J.Ajayana, D.Nirmalb, Ribu Mathewc, Dheena Kuriand, P.Mohankumare, L.Arivazhaganb, D.Ajithaf
A critical review of design and fabrication challenges in InP HEMTs 
for future terahertz frequency applications
Materials Science in Semiconductor Processing
Volume 128, 15 June 2021, 105753
  
a SR University, Warangal, Telangana, India
b Karunya Institute of Technology and Sciences, Coimbatore, Tamilnadu, India
c VIT Bhopal University, Bhopal, Madhya Pradesh, India
d Kerala Technological University, Trivandrum, Kerala, India
e Sona College of Technology, Salem, Tamilnadu, India
f Sreenidhi Institute of Science and Technology, Hyderabad, Telangana, India

Abstract: This article critically reviews the materials, processing and reliability of InP high electron mobility transistors (InP HEMTs) for future terahertz wave applications. The factors such as drain current (ID) over 1200 mA/mm, transconductance (gm) over 3000 mS/mm, cut off frequency (fT) over 700 GHz and maximum oscillation frequency (fmax) over 1300 GHz makes InP HEMTs suitable for Terahertz wave applications. Furthermore, low DC power consumption and outstanding low noise performance makes InP HEMT most appropriate transistor technology for the development of space based receivers.
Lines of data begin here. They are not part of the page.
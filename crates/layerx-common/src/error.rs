//! Unified error types for the layerx workspace.
//!
//! The CLI maps [`LayerxError::LayerSpec`] to its own exit status; every
//! other variant is reported as an execution failure.

use std::path::PathBuf;

use thiserror::Error;

/// Top-level error type shared across the workspace.
#[derive(Debug, Error)]
pub enum LayerxError {
    /// An I/O operation failed.
    #[error("I/O error at {path}: {source}")]
    Io {
        /// Path where the I/O error occurred.
        path: PathBuf,
        /// Underlying I/O error.
        source: std::io::Error,
    },

    /// A configuration value is invalid.
    #[error("invalid configuration: {message}")]
    Config {
        /// Description of the invalid configuration.
        message: String,
    },

    /// A required resource was not found.
    #[error("{kind} not found: {id}")]
    NotFound {
        /// Type of the missing resource.
        kind: &'static str,
        /// Identifier of the missing resource.
        id: String,
    },

    /// An image reference matched more than one image.
    #[error("{spec} does not resolve to a single image")]
    Ambiguous {
        /// The reference as given by the user.
        spec: String,
    },

    /// A layer selection could not be resolved under the strict policy.
    #[error("layer specification \"{spec}\" {reason}")]
    LayerSpec {
        /// Raw text of the offending selection.
        spec: String,
        /// Why the selection was rejected.
        reason: String,
    },

    /// An archive entry would land outside the scratch root.
    #[error("unsafe path in image export: \"{path}\"")]
    UnsafeTarPath {
        /// Entry name as declared in the archive.
        path: String,
    },

    /// Parent links do not form a valid chain.
    #[error("invalid layer chain: {message}")]
    InvalidChain {
        /// Description of the broken link.
        message: String,
    },

    /// Serialization or deserialization failed.
    #[error("serialization error: {source}")]
    Serialization {
        /// Underlying serialization error.
        #[from]
        source: serde_json::Error,
    },
}

impl LayerxError {
    /// Wraps an I/O error with the path it occurred at.
    pub fn io(path: impl Into<PathBuf>, source: std::io::Error) -> Self {
        Self::Io {
            path: path.into(),
            source,
        }
    }

    /// Whether this error came from strict layer selection.
    #[must_use]
    pub const fn is_layer_spec(&self) -> bool {
        matches!(self, Self::LayerSpec { .. })
    }
}

/// Convenience alias used throughout the workspace.
pub type Result<T> = std::result::Result<T, LayerxError>;

#[cfg(test)]
mod tests {
    use super::*;

    #[test]
    fn layer_spec_error_displays_raw_text() {
        let err = LayerxError::LayerSpec {
            spec: "abc:def".into(),
            reason: "resolves to an empty range".into(),
        };
        assert_eq!(
            err.to_string(),
            "layer specification \"abc:def\" resolves to an empty range"
        );
        assert!(err.is_layer_spec());
    }

    #[test]
    fn unsafe_path_is_not_a_layer_spec_error() {
        let err = LayerxError::UnsafeTarPath {
            path: "../etc/passwd".into(),
        };
        assert!(!err.is_layer_spec());
        assert!(err.to_string().contains("../etc/passwd"));
    }
}
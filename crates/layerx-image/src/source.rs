//! Layer sources.
//!
//! A [`LayerSource`] is the image-provider collaborator: it lists the
//! layers it knows about and exports a layer together with its ancestors
//! as a tar of tars. [`SavedImageArchive`] reads a saved image tarball
//! (`docker save` legacy layout) from disk, optionally gzip-compressed.

use std::collections::HashMap;
use std::fs::File;
use std::io::{BufReader, Read};
use std::path::{Path, PathBuf};

use layerx_common::constants::{LAYER_JSON_NAME, LAYER_TAR_NAME, REPOSITORIES_NAME};
use layerx_common::error::{LayerxError, Result};
use layerx_common::types::{LayerId, is_full_hex_id};

use crate::catalog::{LayerCatalog, LayerChain, LayerDescriptor, RawImage};

/// Provider of layer metadata and layer exports.
pub trait LayerSource {
    /// Lists every layer the source knows about.
    ///
    /// # Errors
    ///
    /// Returns an error if the provider cannot be queried.
    fn list_layers(&self) -> Result<Vec<LayerDescriptor>>;

    /// Exports `top_most` and all of its ancestors as a tar of tars, with
    /// each layer's payload at `<full id>/layer.tar`.
    ///
    /// # Errors
    ///
    /// Returns an error if the layer is unknown or the export fails.
    fn export_chain(&self, top_most: &LayerId) -> Result<Box<dyn Read + '_>>;
}

/// Lists a source's layers and walks the chain ending at `image_spec`.
///
/// # Errors
///
/// Returns an error if listing fails or the image cannot be resolved to a
/// single layer with a complete ancestry.
pub fn inspect_layers<S: LayerSource + ?Sized>(source: &S, image_spec: &str) -> Result<LayerChain> {
    let catalog = LayerCatalog::new(source.list_layers()?)?;
    tracing::debug!(layers = catalog.layers().len(), "listed layers");
    catalog.chain(image_spec)
}

/// A saved image tarball on disk.
#[derive(Debug, Clone)]
pub struct SavedImageArchive {
    path: PathBuf,
}

impl SavedImageArchive {
    /// Opens a saved image archive.
    ///
    /// # Errors
    ///
    /// Returns `LayerxError::NotFound` if the file does not exist.
    pub fn open(path: impl Into<PathBuf>) -> Result<Self> {
        let path = path.into();
        if !path.is_file() {
            return Err(LayerxError::NotFound {
                kind: "image archive",
                id: path.display().to_string(),
            });
        }
        tracing::info!(path = %path.display(), "opened saved image archive");
        Ok(Self { path })
    }

    /// Returns the archive path.
    #[must_use]
    pub fn path(&self) -> &Path {
        &self.path
    }

    fn reader(&self) -> Result<Box<dyn Read>> {
        let file = File::open(&self.path).map_err(|e| LayerxError::io(&self.path, e))?;
        let file = BufReader::new(file);
        if is_gzip_archive(&self.path) {
            Ok(Box::new(flate2::read::GzDecoder::new(file)))
        } else {
            Ok(Box::new(file))
        }
    }
}

impl LayerSource for SavedImageArchive {
    fn list_layers(&self) -> Result<Vec<LayerDescriptor>> {
        let mut archive = tar::Archive::new(self.reader()?);
        let entries = archive.entries().map_err(|e| LayerxError::io(&self.path, e))?;

        let mut records: Vec<RawImage> = Vec::new();
        let mut payload_sizes: HashMap<String, u64> = HashMap::new();
        let mut repositories: HashMap<String, HashMap<String, String>> = HashMap::new();

        for entry in entries {
            let mut entry = entry.map_err(|e| LayerxError::io(&self.path, e))?;
            let name = String::from_utf8_lossy(&entry.path_bytes()).into_owned();
            let name = name.trim_start_matches("./");

            if name == REPOSITORIES_NAME {
                repositories = serde_json::from_reader(&mut entry)?;
                continue;
            }
            let Some((dir, file)) = name.split_once('/') else {
                continue;
            };
            if !is_full_hex_id(dir) {
                continue;
            }
            match file {
                LAYER_JSON_NAME => {
                    let mut record: RawImage = serde_json::from_reader(&mut entry)?;
                    if record.id.is_empty() {
                        dir.clone_into(&mut record.id);
                    }
                    records.push(record);
                }
                LAYER_TAR_NAME => {
                    let _ = payload_sizes.insert(dir.to_ascii_lowercase(), entry.size());
                }
                _ => {}
            }
        }

        let mut tags_by_id: HashMap<String, Vec<String>> = HashMap::new();
        for (repo, tags) in &repositories {
            for (tag, id) in tags {
                tags_by_id
                    .entry(id.to_ascii_lowercase())
                    .or_default()
                    .push(format!("{repo}:{tag}"));
            }
        }

        let mut layers = Vec::with_capacity(records.len());
        for mut record in records {
            let key = record.id.to_ascii_lowercase();
            if let Some(mut tags) = tags_by_id.remove(&key) {
                tags.sort();
                record.repo_tags = Some(tags);
            }
            if record.size.unwrap_or(0) <= 0 {
                record.size = payload_sizes
                    .get(&key)
                    .and_then(|s| i64::try_from(*s).ok());
            }
            layers.push(LayerDescriptor::normalize(&record)?);
        }

        tracing::debug!(path = %self.path.display(), layers = layers.len(), "read saved image metadata");
        Ok(layers)
    }

    fn export_chain(&self, top_most: &LayerId) -> Result<Box<dyn Read + '_>> {
        let known = self.list_layers()?;
        if !known.iter().any(|l| l.id() == top_most) {
            return Err(LayerxError::NotFound {
                kind: "layer",
                id: top_most.to_string(),
            });
        }
        tracing::info!(layer = top_most.short(), "exporting layer chain");
        self.reader()
    }
}

/// Determines whether the archive is gzip-compressed based on extension.
fn is_gzip_archive(path: &Path) -> bool {
    path.extension()
        .is_some_and(|ext| ext.eq_ignore_ascii_case("gz") || ext.eq_ignore_ascii_case("tgz"))
}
This review article critically assesses the challenges in miniaturization of InP HEMTs, doping strategies in InP HEMTs, buried platinum technology, impact of annealing process and temperature, influence of electron and proton irradiation, thermal and bias stress on the reliability of InP HEMTs, cavity and gating effects and influence of trapping effects. InP HEMTs are very much preferable in applications like radio astronomy, terahertz optical and wireless communication systems, atmospheric imaging and sensing, automotive radar, ground based receivers in deep space networks, terahertz imaging and sensing, biomedical applications, security screening, video conferencing & real time multimedia file transfer, high speed and ultra low power digital integrated circuits.

Fig: 3D representation of InP high electron mobility transistor (InP HEMT)